What is Monteraponi? Is it a village? Is it an estate? Is it a wine? The answer to all three questions is yes.
Monteraponi is a small village in the heart of the Chianti Classico completely surrounded by forests forming its own ecosystem. It is built around three medieval square towers, which were built in the 10th century. In the 1970s, the Braganti family bought the entire village. Back then the village consisted only of old, abandoned houses. Thanks to the Bragantis the village was rebuilt and today Monteraponi produces some of Tuscany’s most traditional Chianti Classico and fine olive oil of the highest quality. The village is located on a small hill at an altitude of 470m and is about 200 hectares large. However, only on 10 hectares vines are grown. 1200 olive trees are also planted on the property.

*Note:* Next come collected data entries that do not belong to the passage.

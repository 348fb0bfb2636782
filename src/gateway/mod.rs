// Filesystem primitives for the artifact store: content-addressed blobs and append-only logs

pub mod cas_fs;
pub mod provenance_log;
pub mod version_log;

When it comes to wine, then there is no doubt that Monteraponi is taking a very traditional approach. All their Chianti Classico are produced with a large amount of Sangiovese (at least 90%) and small amounts of Canaiolo and Colorino. In an interview Michele Braganti, the winemaker and owner of Monteraponi, said that Sangiovese, Canaiolo and Colorino are “the kings for the Chianti Classico blending”. This traditional Chianti-Classico blending was invented in 1872 by Baron Bettino Ricasoli. For over a century no other grape varieties were permitted in Chianti Classico but the Consorzio del Vino Chianti Classico Gallo Nero changed the Chianti Classico DOCG regulations under pressure from large wineries that wanted to use international grapes (especially Merlot) in their blends. The Consorzio del Vino Chianti Classico Gallo Nero is the association that represents the Chianti Classico producers and that makes the rules for the Chianti Classico appellation. 95% of all Chianti Classico wineries are represented by the Consorzio. The symbol of the Consorzio is a black rooster.
Michele Braganti decided that Monteraponi should stick to the traditional formula of Baron Ricasoli, which is why they don’t produce any Chianti with 100% Sangiovese nor any with international grapes. What else sets Monteraponi’s Chianti Classico apart from the large, mass-produced ones? First of all, the fermentation of their Chianti Classico takes places in large concrete (cement) vats. Moreover, Monteraponi still uses Slavonian oak to age its wines. Many wineries in the Chianti Classico, especially the large ones, stopped using Slavonian oak and completely switched to French oak. The winery adopted organic agriculture in order to protect the environment of the Monteraponi ecosystem.
In 2003 the Braganti family began making wine. They produce one Chianti Classico, two Chianti Classico Riserva as well as one rosato, one red blend, one white wine, vin santo, grappa and olive oil. The village is part of the commune Radda in Chianti. Below is a picture showing the surrounding area.
Fellow-blogger John Fodera, author of Tuscan Vines, wrote a few months ago about his experience with Monteraponi and made me curious about their wines. Recently I tasted the 2010 Monteraponi Chianti Classico DOCG. Produced with 95% Sangiovese and 5% Cannaiolo. Fermentation took place in concrete vats. The wine aged 16 months in parts in Slavonian and French oak. Afterwards the wine aged a few more months in concrete vats. The vines used for this wine were 15 years old. Non-filtered wine.
In the glass, intense ruby red with violet hints. 14% was the label listed alcohol by volume. The wine is classified as Chianti Classico DOCG.
On the nose, intense aromas of red cherries, dried berries, tobacco and spices (black pepper).
In the mouth, dry, quite fresh with a light acidity. The wine was of medium body and had mellow, pleasing tannins. Notes of cocoa and wild berries. The alcohol was very well integrated even though it is quite high. Fantastic, never-ending finish. .
The “standard” Chianti Classico from Monteraponi is very impressive and I will for sure buy this wine again. According to Wine Searcher it is available overseas, too. So should you be interested in the wine then you might have a good chance in finding it. The wine retails for around 18€. I absolutely love the detailed label of the wine.
I am now looking forward to try the two Monteraponi Chianti Classico Riserva. Unfortunately, I haven’t found a wine store in Munich that has them in stock.
Have you tasted this wine before? Did you like it?